While the causes for capsular contracture are not known, medical science has advanced sufficiently to identify circumstances that may put you at greater risk for developing capsule contracture:
- Biofilms and opportunistic bacterial contamination: Opportunistic bacteria that can organize as thin films on the surface of implants are thought to be a leading cause for capsular contracture of breast implants. These bacteria do not normally cause illness, however, when attached to a surface biofilm to the implant, they have been suggested as the stimulus trigger growth and contraction of the fibrous tissue leading to the shrinking of the capsule and distortion of the augmented breast.
- Infection: Following a breast infection, capsule contracture is more likely to develop in the augmented breast.
- Previous Capsular Contracture: Medical studies have shown that any woman who undergoes revision surgery for a previous capsular contracture is at greater risk of recurrent capsular contracture following subsequent surgeries of the breast.
- Hematoma: Hematoma (bleeding in the breast) can trigger an inflammatory reaction leading to capsule contracture.
- Seroma: Fluid collections (seroma) developing around a breast implant have also been shown to increase the risk of developing capsular contracture following breast augmentation.
- Smoking: Cigarette smoking decreases blood oxygen levels, may increase the risk of delayed healing and possibly initiate an inflammatory reaction triggering capsular contracture.

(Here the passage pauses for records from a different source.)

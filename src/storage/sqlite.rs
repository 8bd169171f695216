use async_trait::async_trait;
use chrono::{DateTime, Utc};
use sqlx::migrate::Migrator;
use sqlx::sqlite::{SqliteConnectOptions, SqlitePool, SqlitePoolOptions};
use std::str::FromStr;
use tracing::info;

use super::{FeedbackRecord, Session, SessionMessage, Storage, StrategyOutcome, StrategyRecord};
use crate::config::DatabaseConfig;
use crate::error::{StorageError, StorageResult};
use crate::provider::MessageRole;

/// Static migrator that embeds migrations at compile time
static MIGRATOR: Migrator = sqlx::migrate!("./migrations");

/// SQLite-backed storage implementation
#[derive(Clone)]
pub struct SqliteStorage {
    pool: SqlitePool,
}

impl SqliteStorage {
    /// Create a new SQLite storage instance
    pub async fn new(config: &DatabaseConfig) -> StorageResult<Self> {
        // Ensure parent directory exists
        if let Some(parent) = config.path.parent() {
            std::fs::create_dir_all(parent).map_err(|e| StorageError::Connection {
                message: format!("Failed to create database directory: {}", e),
            })?;
        }

        let database_url = format!("sqlite://{}?mode=rwc", config.path.display());

        let options = SqliteConnectOptions::from_str(&database_url)
            .map_err(|e| StorageError::Connection {
                message: format!("Invalid database URL: {}", e),
            })?
            .create_if_missing(true)
            .foreign_keys(true);

        let pool = SqlitePoolOptions::new()
            .max_connections(config.max_connections)
            .connect_with(options)
            .await
            .map_err(|e| StorageError::Connection {
                message: format!("Failed to connect to database: {}", e),
            })?;

        let storage = Self { pool };
        storage.run_migrations().await?;

        Ok(storage)
    }

    /// Create a private in-memory database.
    ///
    /// The pool holds a single connection that never expires, since every
    /// new connection would see an empty database.
    pub async fn new_in_memory() -> StorageResult<Self> {
        let options = SqliteConnectOptions::from_str("sqlite::memory:")
            .map_err(|e| StorageError::Connection {
                message: format!("Invalid database URL: {}", e),
            })?
            .foreign_keys(true);

        let pool = SqlitePoolOptions::new()
            .max_connections(1)
            .idle_timeout(None)
            .max_lifetime(None)
            .connect_with(options)
            .await
            .map_err(|e| StorageError::Connection {
                message: format!("Failed to open in-memory database: {}", e),
            })?;

        let storage = Self { pool };
        storage.run_migrations().await?;

        Ok(storage)
    }

    /// Run database migrations using embedded sqlx migrations
    async fn run_migrations(&self) -> StorageResult<()> {
        info!("Running database migrations...");

        MIGRATOR.run(&self.pool).await.map_err(|e| StorageError::Migration {
            message: format!("Failed to run migrations: {}", e),
        })?;

        info!("Database migrations completed successfully");
        Ok(())
    }

    /// Get the underlying pool for advanced queries
    pub fn pool(&self) -> &SqlitePool {
        &self.pool
    }
}

fn to_json(value: Option<&serde_json::Value>) -> Option<String> {
    value.map(|m| serde_json::to_string(m).unwrap_or_default())
}

fn parse_timestamp(value: &str) -> DateTime<Utc> {
    DateTime::parse_from_rfc3339(value)
        .map(|dt| dt.with_timezone(&Utc))
        .unwrap_or_else(|_| Utc::now())
}

#[async_trait]
impl Storage for SqliteStorage {
    async fn create_session(&self, session: &Session) -> StorageResult<()> {
        sqlx::query(
            r#"
            INSERT INTO sessions (id, created_at, updated_at, metadata)
            VALUES (?, ?, ?, ?)
            "#,
        )
        .bind(&session.id)
        .bind(session.created_at.to_rfc3339())
        .bind(session.updated_at.to_rfc3339())
        .bind(to_json(session.metadata.as_ref()))
        .execute(&self.pool)
        .await?;

        Ok(())
    }

    async fn get_session(&self, id: &str) -> StorageResult<Option<Session>> {
        let row: Option<SessionRow> = sqlx::query_as(
            r#"
            SELECT id, created_at, updated_at, metadata
            FROM sessions
            WHERE id = ?
            "#,
        )
        .bind(id)
        .fetch_optional(&self.pool)
        .await?;

        Ok(row.map(|r| r.into()))
    }

    async fn update_session(&self, session: &Session) -> StorageResult<()> {
        let result = sqlx::query(
            r#"
            UPDATE sessions
            SET updated_at = ?, metadata = ?
            WHERE id = ?
            "#,
        )
        .bind(session.updated_at.to_rfc3339())
        .bind(to_json(session.metadata.as_ref()))
        .bind(&session.id)
        .execute(&self.pool)
        .await?;

        if result.rows_affected() == 0 {
            return Err(StorageError::SessionNotFound {
                session_id: session.id.clone(),
            });
        }

        Ok(())
    }

    async fn delete_session(&self, id: &str) -> StorageResult<()> {
        sqlx::query("DELETE FROM sessions WHERE id = ?")
            .bind(id)
            .execute(&self.pool)
            .await?;

        Ok(())
    }

    async fn append_message(&self, message: &SessionMessage) -> StorageResult<()> {
        let result = sqlx::query(
            r#"
            INSERT INTO messages (id, session_id, role, content, created_at)
            SELECT ?, id, ?, ?, ? FROM sessions WHERE id = ?
            "#,
        )
        .bind(&message.id)
        .bind(message.role.as_str())
        .bind(&message.content)
        .bind(message.created_at.to_rfc3339())
        .bind(&message.session_id)
        .execute(&self.pool)
        .await?;

        if result.rows_affected() == 0 {
            return Err(StorageError::SessionNotFound {
                session_id: message.session_id.clone(),
            });
        }

        sqlx::query("UPDATE sessions SET updated_at = ? WHERE id = ?")
            .bind(message.created_at.to_rfc3339())
            .bind(&message.session_id)
            .execute(&self.pool)
            .await?;

        Ok(())
    }

    async fn get_messages(&self, session_id: &str) -> StorageResult<Vec<SessionMessage>> {
        let rows: Vec<MessageRow> = sqlx::query_as(
            r#"
            SELECT id, session_id, role, content, created_at
            FROM messages
            WHERE session_id = ?
            ORDER BY created_at ASC, rowid ASC
            "#,
        )
        .bind(session_id)
        .fetch_all(&self.pool)
        .await?;

        rows.into_iter().map(SessionMessage::try_from).collect()
    }

    async fn get_recent_messages(
        &self,
        session_id: &str,
        limit: usize,
    ) -> StorageResult<Vec<SessionMessage>> {
        let rows: Vec<MessageRow> = sqlx::query_as(
            r#"
            SELECT id, session_id, role, content, created_at
            FROM (
                SELECT id, session_id, role, content, created_at, rowid AS seq
                FROM messages
                WHERE session_id = ?
                ORDER BY created_at DESC, rowid DESC
                LIMIT ?
            )
            ORDER BY created_at ASC, seq ASC
            "#,
        )
        .bind(session_id)
        .bind(i64::try_from(limit).unwrap_or(i64::MAX))
        .fetch_all(&self.pool)
        .await?;

        rows.into_iter().map(SessionMessage::try_from).collect()
    }

    async fn upsert_strategy(&self, outcome: &StrategyOutcome) -> StorageResult<StrategyRecord> {
        // Counters are incremented relative to the stored row so concurrent
        // writers to the same key never lose an update.
        let row: StrategyRow = sqlx::query_as(
            r#"
            INSERT INTO strategies
                (problem_type, approach, success_count, failure_count, avg_confidence, last_used_at, metadata)
            VALUES (?, ?, ?, ?, ?, ?, ?)
            ON CONFLICT (problem_type, approach) DO UPDATE SET
                avg_confidence = (strategies.avg_confidence * (strategies.success_count + strategies.failure_count)
                                  + excluded.avg_confidence)
                                 / (strategies.success_count + strategies.failure_count + 1),
                success_count = strategies.success_count + excluded.success_count,
                failure_count = strategies.failure_count + excluded.failure_count,
                last_used_at = excluded.last_used_at,
                metadata = COALESCE(excluded.metadata, strategies.metadata)
            RETURNING problem_type, approach, success_count, failure_count, avg_confidence, last_used_at, metadata
            "#,
        )
        .bind(&outcome.problem_type)
        .bind(&outcome.approach)
        .bind(i64::from(outcome.success))
        .bind(i64::from(!outcome.success))
        .bind(outcome.confidence.clamp(0.0, 1.0))
        .bind(Utc::now().to_rfc3339())
        .bind(to_json(outcome.metadata.as_ref()))
        .fetch_one(&self.pool)
        .await?;

        Ok(row.into())
    }

    async fn list_strategies(&self) -> StorageResult<Vec<StrategyRecord>> {
        let rows: Vec<StrategyRow> = sqlx::query_as(
            r#"
            SELECT problem_type, approach, success_count, failure_count, avg_confidence, last_used_at, metadata
            FROM strategies
            ORDER BY problem_type, approach
            "#,
        )
        .fetch_all(&self.pool)
        .await?;

        Ok(rows.into_iter().map(|r| r.into()).collect())
    }

    async fn insert_feedback(&self, feedback: &FeedbackRecord) -> StorageResult<()> {
        sqlx::query(
            r#"
            INSERT INTO feedback (id, conversation_id, message_id, rating, is_positive, comment, created_at, metadata)
            VALUES (?, ?, ?, ?, ?, ?, ?, ?)
            "#,
        )
        .bind(&feedback.id)
        .bind(&feedback.conversation_id)
        .bind(&feedback.message_id)
        .bind(i64::from(feedback.rating))
        .bind(feedback.is_positive)
        .bind(&feedback.comment)
        .bind(feedback.created_at.to_rfc3339())
        .bind(to_json(feedback.metadata.as_ref()))
        .execute(&self.pool)
        .await?;

        Ok(())
    }

    async fn list_feedback(&self) -> StorageResult<Vec<FeedbackRecord>> {
        let rows: Vec<FeedbackRow> = sqlx::query_as(
            r#"
            SELECT id, conversation_id, message_id, rating, is_positive, comment, created_at, metadata
            FROM feedback
            ORDER BY created_at ASC, rowid ASC
            "#,
        )
        .fetch_all(&self.pool)
        .await?;

        Ok(rows.into_iter().map(|r| r.into()).collect())
    }
}

// Internal row types for SQLx mapping
#[derive(sqlx::FromRow)]
struct SessionRow {
    id: String,
    created_at: String,
    updated_at: String,
    metadata: Option<String>,
}

impl From<SessionRow> for Session {
    fn from(row: SessionRow) -> Self {
        Self {
            id: row.id,
            created_at: parse_timestamp(&row.created_at),
            updated_at: parse_timestamp(&row.updated_at),
            metadata: row.metadata.and_then(|s| serde_json::from_str(&s).ok()),
        }
    }
}

#[derive(sqlx::FromRow)]
struct MessageRow {
    id: String,
    session_id: String,
    role: String,
    content: String,
    created_at: String,
}

impl TryFrom<MessageRow> for SessionMessage {
    type Error = StorageError;

    fn try_from(row: MessageRow) -> Result<Self, Self::Error> {
        let role = MessageRole::from_str(&row.role).map_err(|message| StorageError::Query { message })?;
        Ok(Self {
            id: row.id,
            session_id: row.session_id,
            role,
            content: row.content,
            created_at: parse_timestamp(&row.created_at),
        })
    }
}

#[derive(sqlx::FromRow)]
struct StrategyRow {
    problem_type: String,
    approach: String,
    success_count: i64,
    failure_count: i64,
    avg_confidence: f64,
    last_used_at: String,
    metadata: Option<String>,
}

impl From<StrategyRow> for StrategyRecord {
    fn from(row: StrategyRow) -> Self {
        Self {
            problem_type: row.problem_type,
            approach: row.approach,
            success_count: row.success_count,
            failure_count: row.failure_count,
            avg_confidence: row.avg_confidence,
            last_used_at: parse_timestamp(&row.last_used_at),
            metadata: row.metadata.and_then(|s| serde_json::from_str(&s).ok()),
        }
    }
}

#[derive(sqlx::FromRow)]
struct FeedbackRow {
    id: String,
    conversation_id: String,
    message_id: String,
    rating: i64,
    is_positive: bool,
    comment: Option<String>,
    created_at: String,
    metadata: Option<String>,
}

impl From<FeedbackRow> for FeedbackRecord {
    fn from(row: FeedbackRow) -> Self {
        Self {
            id: row.id,
            conversation_id: row.conversation_id,
            message_id: row.message_id,
            rating: row.rating.clamp(1, 5) as u8,
            is_positive: row.is_positive,
            comment: row.comment,
            created_at: parse_timestamp(&row.created_at),
            metadata: row.metadata.and_then(|s| serde_json::from_str(&s).ok()),
        }
    }
}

- Implant Placement: Surgical placement of breast implants into a submuscular versus subglandular pocket was once believed to be a risk factor in the later genesis of capsular contracture. However, the medical literature now suggests that the risk of capsular contracture is not significantly altered by the choice of submuscular versus subglandular breast implant placement.
How do I know if I have a severe capsular contracture?
The most common grading system used in defining the severity of capsular contracture is the Baker Grading System. According to this classification, all women who have breast implants can be classified into 4 outcomes following breast augmentation:
- Baker Grade I – Soft breast with a natural look.
- Baker Grade II – Mild breast firmness with a natural appearance.
- Baker Grade III – Firm breast with the beginning of distorted breast shape.
- Baker Grade IV – Hard painful breast with severely distorted in breast shape.
Baker Grade I & II outcomes are favorable and desirable outcomes following cosmetic breast augmentation procedures. Most modern studies suggest a favorable outcome in more than 90% of women undergoing breast augmentation. Nevertheless, capsular contracture with Baker Grade’s III & IV is a common reason for reoperation following breast augmentation. These patients have a higher risk of recurrent capsular contracture with subsequent revision surgery.
What can be done to reduce the likelihood of capsular contracture?
Dr. Chen Lee uses a multifaceted approach to reduce the likelihood of this unpleasant outcome. In preparing for your breast augmentation, you will be advised to stop smoking and avoid medications that will increase the chance of bleeding and hematoma. During your breast augmentation procedure, Dr. Chen Lee uses a meticulous surgical technique to reduce the risk of hematoma and seroma. To the risk of bacterial contamination and biofilm adherence, Dr. Chen Lee recommends the use of a “no-touch” technique to place the implant into its final pocket. This technique uses a proprietary device, the Keller Funnel to pass the implant into the surgically created pocket with minimal direct manipulation of the implant. The risk of contamination by opportunistic bacteria is further reduced by using nipple shields and antibiotic irrigation. These techniques have reduced but not eliminated the risk of capsular contracture. When capsular contracture is established surgical revision may be necessary.